Incubation of factor IX with non-precipitating alloantibodies to factor IX gives rise to soluble complexes between factor IX and the alloantibodies. These complexes appear as a factor IX molecule with a reduced mobility in crossed immunoelectrophoresis against a rabbit antiserum to factor IX. This factor IX immunoprecipitate was used for the study of alloantibodies to factor IX from 5 patients with severe hemophilia B (antibody titers 0.1-800 U/ml plasma).

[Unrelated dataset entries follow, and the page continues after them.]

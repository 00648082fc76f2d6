extern crate phf_codegen;

use std::env;
use std::fs::File;
use std::io::{BufWriter, Write};
use std::path::Path;

// Instruction table: (mnemonic, bit pattern, operand shape)
//
// Patterns are written from bit 27 downwards (the condition nibble is never part of
// them), exactly as the opcode reference documents each instruction. Only '0' and '1'
// are fixed bits, letters (C Z I L N D S R A) mark fields that the operand-shape
// parser fills in. A pattern may stop early, the remaining bits are fields.
const INSTRUCTIONS: &[(&str, &str, &str)] = &[
    ("NOP",     "0000000 000 000000000 000000000", "Nop"),

    ("ROR",     "0000000 CZI", "DImSWcz"),
    ("ROL",     "0000001 CZI", "DImSWcz"),
    ("SHR",     "0000010 CZI", "DImSWcz"),
    ("SHL",     "0000011 CZI", "DImSWcz"),
    ("RCR",     "0000100 CZI", "DImSWcz"),
    ("RCL",     "0000101 CZI", "DImSWcz"),
    ("SAR",     "0000110 CZI", "DImSWcz"),
    ("SAL",     "0000111 CZI", "DImSWcz"),

    ("ADD",     "0001000 CZI", "DImSWcz"),
    ("ADDX",    "0001001 CZI", "DImSWcz"),
    ("ADDS",    "0001010 CZI", "DImSWcz"),
    ("ADDSX",   "0001011 CZI", "DImSWcz"),
    ("SUB",     "0001100 CZI", "DImSWcz"),
    ("SUBX",    "0001101 CZI", "DImSWcz"),
    ("SUBS",    "0001110 CZI", "DImSWcz"),
    ("SUBSX",   "0001111 CZI", "DImSWcz"),

    ("CMP",     "0010000 CZI", "DImSWcz"),
    ("CMPX",    "0010001 CZI", "DImSWcz"),
    ("CMPS",    "0010010 CZI", "DImSWcz"),
    ("CMPSX",   "0010011 CZI", "DImSWcz"),
    ("CMPR",    "0010100 CZI", "DImSWcz"),
    ("CMPM",    "0010101 CZI", "DImSWcz"),
    ("SUBR",    "0010110 CZI", "DImSWcz"),
    ("CMPSUB",  "0010111 CZI", "DImSWcz"),

    ("FGE",     "0011000 CZI", "DImSWcz"),
    ("FLE",     "0011001 CZI", "DImSWcz"),
    ("FGES",    "0011010 CZI", "DImSWcz"),
    ("FLES",    "0011011 CZI", "DImSWcz"),
    ("SUMC",    "0011100 CZI", "DImSWcz"),
    ("SUMNC",   "0011101 CZI", "DImSWcz"),
    ("SUMZ",    "0011110 CZI", "DImSWcz"),
    ("SUMNZ",   "0011111 CZI", "DImSWcz"),

    // TESTB/TESTBN pick W/AND/OR/XOR from the flag keyword (+0/+2/+4/+6 on inst7)
    ("TESTB",   "0100000 CZI", "TestBit"),
    ("TESTBN",  "0100001 CZI", "TestBit"),
    ("BITL",    "0100000 CZI", "DImSWcz"),
    ("BITH",    "0100001 CZI", "DImSWcz"),
    ("BITC",    "0100010 CZI", "DImSWcz"),
    ("BITNC",   "0100011 CZI", "DImSWcz"),
    ("BITZ",    "0100100 CZI", "DImSWcz"),
    ("BITNZ",   "0100101 CZI", "DImSWcz"),
    ("BITRND",  "0100110 CZI", "DImSWcz"),
    ("BITNOT",  "0100111 CZI", "DImSWcz"),

    ("AND",     "0101000 CZI", "DImSWcz"),
    ("ANDN",    "0101001 CZI", "DImSWcz"),
    ("OR",      "0101010 CZI", "DImSWcz"),
    ("XOR",     "0101011 CZI", "DImSWcz"),
    ("MUXC",    "0101100 CZI", "DImSWcz"),
    ("MUXNC",   "0101101 CZI", "DImSWcz"),
    ("MUXZ",    "0101110 CZI", "DImSWcz"),
    ("MUXNZ",   "0101111 CZI", "DImSWcz"),

    ("MOV",     "0110000 CZI", "DImSWcz"),
    ("NOT",     "0110001 CZI", "DImSWcz"),
    ("ABS",     "0110010 CZI", "DImSWcz"),
    ("NEG",     "0110011 CZI", "DImSWcz"),
    ("NEGC",    "0110100 CZI", "DImSWcz"),
    ("NEGNC",   "0110101 CZI", "DImSWcz"),
    ("NEGZ",    "0110110 CZI", "DImSWcz"),
    ("NEGNZ",   "0110111 CZI", "DImSWcz"),

    ("INCMOD",  "0111000 CZI", "DImSWcz"),
    ("DECMOD",  "0111001 CZI", "DImSWcz"),
    ("ZEROX",   "0111010 CZI", "DImSWcz"),
    ("SIGNX",   "0111011 CZI", "DImSWcz"),
    ("ENCOD",   "0111100 CZI", "DImSWcz"),
    ("ONES",    "0111101 CZI", "DImSWcz"),
    ("TEST",    "0111110 CZI", "DImSWcz"),
    ("TESTN",   "0111111 CZI", "DImSWcz"),

    ("SETNIB",  "100000N NNI", "Nibble(7)"),
    ("GETNIB",  "100001N NNI", "Nibble(7)"),
    ("ROLNIB",  "100010N NNI", "Nibble(7)"),
    ("SETBYTE", "1000110 NNI", "Nibble(3)"),
    ("GETBYTE", "1000111 NNI", "Nibble(3)"),
    ("ROLBYTE", "1001000 NNI", "Nibble(3)"),
    ("SETWORD", "1001001 0NI", "Nibble(1)"),
    ("GETWORD", "1001001 1NI", "Nibble(1)"),
    ("ROLWORD", "1001010 0NI", "Nibble(1)"),

    ("ALTSN",   "1001010 10I", "AltD"),
    ("ALTGN",   "1001010 11I", "AltD"),
    ("ALTSB",   "1001011 00I", "AltD"),
    ("ALTGB",   "1001011 01I", "AltD"),
    ("ALTSW",   "1001011 10I", "AltD"),
    ("ALTGW",   "1001011 11I", "AltD"),
    ("ALTR",    "1001100 00I", "AltD"),
    ("ALTD",    "1001100 01I", "AltD"),
    ("ALTS",    "1001100 10I", "AltD"),
    ("ALTB",    "1001100 11I", "AltD"),
    ("ALTI",    "1001101 00I", "AltD"),
    ("SETR",    "1001101 01I", "DImS"),
    ("SETD",    "1001101 10I", "DImS"),
    ("SETS",    "1001101 11I", "DImS"),

    ("DECOD",   "1001110 00I", "DImS"),
    ("BMASK",   "1001110 01I", "DImS"),
    ("CRCBIT",  "1001110 10I", "DImS"),
    ("CRCNIB",  "1001110 11I", "DImS"),
    ("MUXNITS", "1001111 00I", "DImS"),
    ("MUXNIBS", "1001111 01I", "DImS"),
    ("MUXQ",    "1001111 10I", "DImS"),
    ("MOVBYTS", "1001111 11I", "DImS"),

    ("MUL",     "1010000 0ZI", "DImSWz"),
    ("MULS",    "1010000 1ZI", "DImSWz"),
    ("SCA",     "1010001 0ZI", "DImSWz"),
    ("SCAS",    "1010001 1ZI", "DImSWz"),

    ("ADDPIX",  "1010010 00I", "DImS"),
    ("MULPIX",  "1010010 01I", "DImS"),
    ("BLNPIX",  "1010010 10I", "DImS"),
    ("MIXPIX",  "1010010 11I", "DImS"),
    ("ADDCT1",  "1010011 00I", "DImS"),
    ("ADDCT2",  "1010011 01I", "DImS"),
    ("ADDCT3",  "1010011 10I", "DImS"),
    ("WMLONG",  "1010011 11I", "DImSPtr"),

    ("RQPIN",   "1010100 C0I", "DImSWc"),
    ("RDPIN",   "1010100 C1I", "DImSWc"),
    ("RDLUT",   "1010101 CZI", "DImSWcz"),
    ("RDBYTE",  "1010110 CZI", "DImSPtrWcz"),
    ("RDWORD",  "1010111 CZI", "DImSPtrWcz"),
    ("RDLONG",  "1011000 CZI", "DImSPtrWcz"),
    ("POPA",    "1011000 CZ1 DDDDDDDDD 101011111", "DWcz"),
    ("POPB",    "1011000 CZ1 DDDDDDDDD 111011111", "DWcz"),

    ("CALLD",   "1011001 CZI", "CallD"),
    ("RESI3",   "1011001 110 111110000 111110001", "Inst"),
    ("RESI2",   "1011001 110 111110010 111110011", "Inst"),
    ("RESI1",   "1011001 110 111110100 111110101", "Inst"),
    ("RESI0",   "1011001 110 111111110 111111111", "Inst"),
    ("RETI3",   "1011001 110 111111111 111110001", "Inst"),
    ("RETI2",   "1011001 110 111111111 111110011", "Inst"),
    ("RETI1",   "1011001 110 111111111 111110101", "Inst"),
    ("RETI0",   "1011001 110 111111111 111111111", "Inst"),

    ("CALLPA",  "1011010 0LI", "WzDImS"),
    ("CALLPB",  "1011010 1LI", "WzDImS"),

    ("DJZ",     "1011011 00I", "DImS"),
    ("DJNZ",    "1011011 01I", "DImS"),
    ("DJF",     "1011011 10I", "DImS"),
    ("DJNF",    "1011011 11I", "DImS"),
    ("IJZ",     "1011100 00I", "DImS"),
    ("IJNZ",    "1011100 01I", "DImS"),
    ("TJZ",     "1011100 10I", "DImS"),
    ("TJNZ",    "1011100 11I", "DImS"),
    ("TJF",     "1011101 00I", "DImS"),
    ("TJNF",    "1011101 01I", "DImS"),
    ("TJS",     "1011101 10I", "DImS"),
    ("TJNS",    "1011101 11I", "DImS"),
    ("TJV",     "1011110 00I", "DImS"),

    ("SETPAT",  "1011111 1LI", "WzDImS"),

    ("WRPIN",   "1100000 0LI", "WzDImS"),
    ("AKPIN",   "1100000 01I 000000001", "ImS"),
    ("WXPIN",   "1100000 1LI", "WzDImS"),
    ("WYPIN",   "1100001 0LI", "WzDImS"),
    ("WRLUT",   "1100001 1LI", "WzDImS"),
    ("WRBYTE",  "1100010 0LI", "WzDImSPtr"),
    ("WRWORD",  "1100010 1LI", "WzDImSPtr"),
    ("WRLONG",  "1100011 0LI", "WzDImSPtr"),
    ("PUSHA",   "1100011 0L1 DDDDDDDDD 101100001", "WzD"),
    ("PUSHB",   "1100011 0L1 DDDDDDDDD 111100001", "WzD"),
    ("RDFAST",  "1100011 1LI", "WzDImS"),
    ("WRFAST",  "1100100 0LI", "WzDImS"),
    ("FBLOCK",  "1100100 1LI", "WzDImS"),
    ("XINIT",   "1100101 0LI", "WzDImS"),
    ("XSTOP",   "1100101 011 000000000 000000000", "Inst"),
    ("XZERO",   "1100101 1LI", "WzDImS"),
    ("XCONT",   "1100110 0LI", "WzDImS"),
    ("REP",     "1100110 1LI", "WzDImS"),
    ("COGINIT", "1100111 CLI", "WzDImSWc"),

    ("QMUL",    "1101000 0LI", "WzDImS"),
    ("QDIV",    "1101000 1LI", "WzDImS"),
    ("QFRAC",   "1101001 0LI", "WzDImS"),
    ("QSQRT",   "1101001 1LI", "WzDImS"),
    ("QROTATE", "1101010 0LI", "WzDImS"),
    ("QVECTOR", "1101010 1LI", "WzDImS"),

    // D-operand group, the S field selects the operation
    ("HUBSET",  "1101011 00L DDDDDDDDD 000000000", "ImD"),
    ("COGID",   "1101011 C0L DDDDDDDDD 000000001", "ImDWc"),
    ("COGSTOP", "1101011 00L DDDDDDDDD 000000011", "ImD"),
    ("LOCKNEW", "1101011 C00 DDDDDDDDD 000000100", "DWc"),
    ("LOCKRET", "1101011 00L DDDDDDDDD 000000101", "ImD"),
    ("LOCKTRY", "1101011 C0L DDDDDDDDD 000000110", "ImDWc"),
    ("LOCKREL", "1101011 C0L DDDDDDDDD 000000111", "ImDWc"),
    ("QLOG",    "1101011 00L DDDDDDDDD 000001110", "ImD"),
    ("QEXP",    "1101011 00L DDDDDDDDD 000001111", "ImD"),

    ("RFBYTE",  "1101011 CZ0 DDDDDDDDD 000010000", "DWcz"),
    ("RFWORD",  "1101011 CZ0 DDDDDDDDD 000010001", "DWcz"),
    ("RFLONG",  "1101011 CZ0 DDDDDDDDD 000010010", "DWcz"),
    ("RFVAR",   "1101011 CZ0 DDDDDDDDD 000010011", "DWcz"),
    ("RFVARS",  "1101011 CZ0 DDDDDDDDD 000010100", "DWcz"),
    ("WFBYTE",  "1101011 00L DDDDDDDDD 000010101", "ImD"),
    ("WFWORD",  "1101011 00L DDDDDDDDD 000010110", "ImD"),
    ("WFLONG",  "1101011 00L DDDDDDDDD 000010111", "ImD"),

    ("GETQX",   "1101011 CZ0 DDDDDDDDD 000011000", "DWcz"),
    ("GETQY",   "1101011 CZ0 DDDDDDDDD 000011001", "DWcz"),
    ("GETCT",   "1101011 000 DDDDDDDDD 000011010", "D"),
    ("GETRND",  "1101011 CZ0 DDDDDDDDD 000011011", "GetRnd"),
    ("SETDACS", "1101011 00L DDDDDDDDD 000011100", "ImD"),
    ("SETXFRQ", "1101011 00L DDDDDDDDD 000011101", "ImD"),
    ("GETXACC", "1101011 000 DDDDDDDDD 000011110", "D"),
    ("WAITX",   "1101011 CZL DDDDDDDDD 000011111", "ImDWcz"),

    ("SETSE1",  "1101011 00L DDDDDDDDD 000100000", "ImD"),
    ("SETSE2",  "1101011 00L DDDDDDDDD 000100001", "ImD"),
    ("SETSE3",  "1101011 00L DDDDDDDDD 000100010", "ImD"),
    ("SETSE4",  "1101011 00L DDDDDDDDD 000100011", "ImD"),
    ("SETINT1", "1101011 00L DDDDDDDDD 000100101", "ImD"),
    ("SETINT2", "1101011 00L DDDDDDDDD 000100110", "ImD"),
    ("SETINT3", "1101011 00L DDDDDDDDD 000100111", "ImD"),

    ("SETQ",    "1101011 00L DDDDDDDDD 000101000", "ImD"),
    ("SETQ2",   "1101011 00L DDDDDDDDD 000101001", "ImD"),
    ("PUSH",    "1101011 00L DDDDDDDDD 000101010", "ImD"),
    ("POP",     "1101011 CZ0 DDDDDDDDD 000101011", "DWcz"),
    ("JMP",     "1101011 CZ0 DDDDDDDDD 000101100", "Jump"),
    ("CALL",    "1101011 CZ0 DDDDDDDDD 000101101", "Jump"),
    ("RET",     "1101011 CZ1 000000000 000101101", "Wcz"),
    ("CALLA",   "1101011 CZ0 DDDDDDDDD 000101110", "Jump"),
    ("RETA",    "1101011 CZ1 000000000 000101110", "Wcz"),
    ("CALLB",   "1101011 CZ0 DDDDDDDDD 000101111", "Jump"),
    ("RETB",    "1101011 CZ1 000000000 000101111", "Wcz"),

    ("JMPREL",  "1101011 00L DDDDDDDDD 000110000", "ImD"),
    ("SKIP",    "1101011 00L DDDDDDDDD 000110001", "ImD"),
    ("SKIPF",   "1101011 00L DDDDDDDDD 000110010", "ImD"),
    ("EXECF",   "1101011 00L DDDDDDDDD 000110011", "ImD"),
    ("GETPTR",  "1101011 000 DDDDDDDDD 000110100", "D"),
    ("GETBRK",  "1101011 CZ0 DDDDDDDDD 000110101", "DWcz"),
    ("COGBRK",  "1101011 00L DDDDDDDDD 000110101", "ImD"),
    ("BRK",     "1101011 00L DDDDDDDDD 000110110", "ImD"),
    ("SETLUTS", "1101011 00L DDDDDDDDD 000110111", "ImD"),
    ("SETCY",   "1101011 00L DDDDDDDDD 000111000", "ImD"),
    ("SETCI",   "1101011 00L DDDDDDDDD 000111001", "ImD"),
    ("SETCQ",   "1101011 00L DDDDDDDDD 000111010", "ImD"),
    ("SETCFRQ", "1101011 00L DDDDDDDDD 000111011", "ImD"),
    ("SETCMOD", "1101011 00L DDDDDDDDD 000111100", "ImD"),
    ("SETPIV",  "1101011 00L DDDDDDDDD 000111101", "ImD"),
    ("SETPIX",  "1101011 00L DDDDDDDDD 000111110", "ImD"),
    ("COGATN",  "1101011 00L DDDDDDDDD 000111111", "ImD"),

    // TESTP/TESTPN pick W/AND/OR/XOR from the flag keyword (+0/+2/+4/+6 on S)
    ("TESTP",   "1101011 CZL DDDDDDDDD 001000000", "TestPin"),
    ("TESTPN",  "1101011 CZL DDDDDDDDD 001000001", "TestPin"),
    ("DIRL",    "1101011 CZL DDDDDDDDD 001000000", "ImDWcz"),
    ("DIRH",    "1101011 CZL DDDDDDDDD 001000001", "ImDWcz"),
    ("DIRC",    "1101011 CZL DDDDDDDDD 001000010", "ImDWcz"),
    ("DIRNC",   "1101011 CZL DDDDDDDDD 001000011", "ImDWcz"),
    ("DIRZ",    "1101011 CZL DDDDDDDDD 001000100", "ImDWcz"),
    ("DIRNZ",   "1101011 CZL DDDDDDDDD 001000101", "ImDWcz"),
    ("DIRRND",  "1101011 CZL DDDDDDDDD 001000110", "ImDWcz"),
    ("DIRNOT",  "1101011 CZL DDDDDDDDD 001000111", "ImDWcz"),
    ("OUTL",    "1101011 CZL DDDDDDDDD 001001000", "ImDWcz"),
    ("OUTH",    "1101011 CZL DDDDDDDDD 001001001", "ImDWcz"),
    ("OUTC",    "1101011 CZL DDDDDDDDD 001001010", "ImDWcz"),
    ("OUTNC",   "1101011 CZL DDDDDDDDD 001001011", "ImDWcz"),
    ("OUTZ",    "1101011 CZL DDDDDDDDD 001001100", "ImDWcz"),
    ("OUTNZ",   "1101011 CZL DDDDDDDDD 001001101", "ImDWcz"),
    ("OUTRND",  "1101011 CZL DDDDDDDDD 001001110", "ImDWcz"),
    ("OUTNOT",  "1101011 CZL DDDDDDDDD 001001111", "ImDWcz"),
    ("FLTL",    "1101011 CZL DDDDDDDDD 001010000", "ImDWcz"),
    ("FLTH",    "1101011 CZL DDDDDDDDD 001010001", "ImDWcz"),
    ("FLTC",    "1101011 CZL DDDDDDDDD 001010010", "ImDWcz"),
    ("FLTNC",   "1101011 CZL DDDDDDDDD 001010011", "ImDWcz"),
    ("FLTZ",    "1101011 CZL DDDDDDDDD 001010100", "ImDWcz"),
    ("FLTNZ",   "1101011 CZL DDDDDDDDD 001010101", "ImDWcz"),
    ("FLTRND",  "1101011 CZL DDDDDDDDD 001010110", "ImDWcz"),
    ("FLTNOT",  "1101011 CZL DDDDDDDDD 001010111", "ImDWcz"),
    ("DRVL",    "1101011 CZL DDDDDDDDD 001011000", "ImDWcz"),
    ("DRVH",    "1101011 CZL DDDDDDDDD 001011001", "ImDWcz"),
    ("DRVC",    "1101011 CZL DDDDDDDDD 001011010", "ImDWcz"),
    ("DRVNC",   "1101011 CZL DDDDDDDDD 001011011", "ImDWcz"),
    ("DRVZ",    "1101011 CZL DDDDDDDDD 001011100", "ImDWcz"),
    ("DRVNZ",   "1101011 CZL DDDDDDDDD 001011101", "ImDWcz"),
    ("DRVRND",  "1101011 CZL DDDDDDDDD 001011110", "ImDWcz"),
    ("DRVNOT",  "1101011 CZL DDDDDDDDD 001011111", "ImDWcz"),

    ("SPLITB",  "1101011 000 DDDDDDDDD 001100000", "D"),
    ("MERGEB",  "1101011 000 DDDDDDDDD 001100001", "D"),
    ("SPLITW",  "1101011 000 DDDDDDDDD 001100010", "D"),
    ("MERGEW",  "1101011 000 DDDDDDDDD 001100011", "D"),
    ("SEUSSF",  "1101011 000 DDDDDDDDD 001100100", "D"),
    ("SEUSSR",  "1101011 000 DDDDDDDDD 001100101", "D"),
    ("RGBSQZ",  "1101011 000 DDDDDDDDD 001100110", "D"),
    ("RGBEXP",  "1101011 000 DDDDDDDDD 001100111", "D"),
    ("XORO32",  "1101011 000 DDDDDDDDD 001101000", "D"),
    ("REV",     "1101011 000 DDDDDDDDD 001101001", "D"),
    ("RCZR",    "1101011 CZ0 DDDDDDDDD 001101010", "DWcz"),
    ("RCZL",    "1101011 CZ0 DDDDDDDDD 001101011", "DWcz"),
    ("WRC",     "1101011 000 DDDDDDDDD 001101100", "D"),
    ("WRNC",    "1101011 000 DDDDDDDDD 001101101", "D"),
    ("WRZ",     "1101011 000 DDDDDDDDD 001101110", "D"),
    ("WRNZ",    "1101011 000 DDDDDDDDD 001101111", "D"),
    ("MODCZ",   "1101011 CZ1 0cccczzzz 001101111", "Modcz"),
    ("MODC",    "1101011 CZ1 0cccc0000 001101111", "Modc"),
    ("MODZ",    "1101011 CZ1 00000zzzz 001101111", "Modz"),
    ("SETSCP",  "1101011 00L DDDDDDDDD 001110000", "ImD"),
    ("GETSCP",  "1101011 000 DDDDDDDDD 001110001", "D"),

    ("LOC",     "11101WW RAA", "PtrA20"),
    ("AUGS",    "11110NN NNN", "Imm23"),
    ("AUGD",    "11111NN NNN", "Imm23"),
];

Incorporation of antiserum to .kappa. light chains or .lambda. light chains of human IgG in an intermediate gel crossed immunoelectrophoresis gave a reduction of the factor IX precipitin arc, indicating the presence of IgG alloantibodies containing both .kappa. and .lambda. light chains in complex with factor IX. Incubation of the factor IX immunoprecipitate with peroxidase-conjugated antisera to the same Ig, and staining for peroxidase activity, confirmed the presence of IgG containing both types of light chains in the factor immunoprecipitate. All 5 alloantibodies were polyclonal IgG antibodies. The technique had the advantage that the light chain types of low-titer antibodies could be determined, and it may be suitable for further characterization of alloantibodies to factor IX if antibodies to Ig subclasses are available.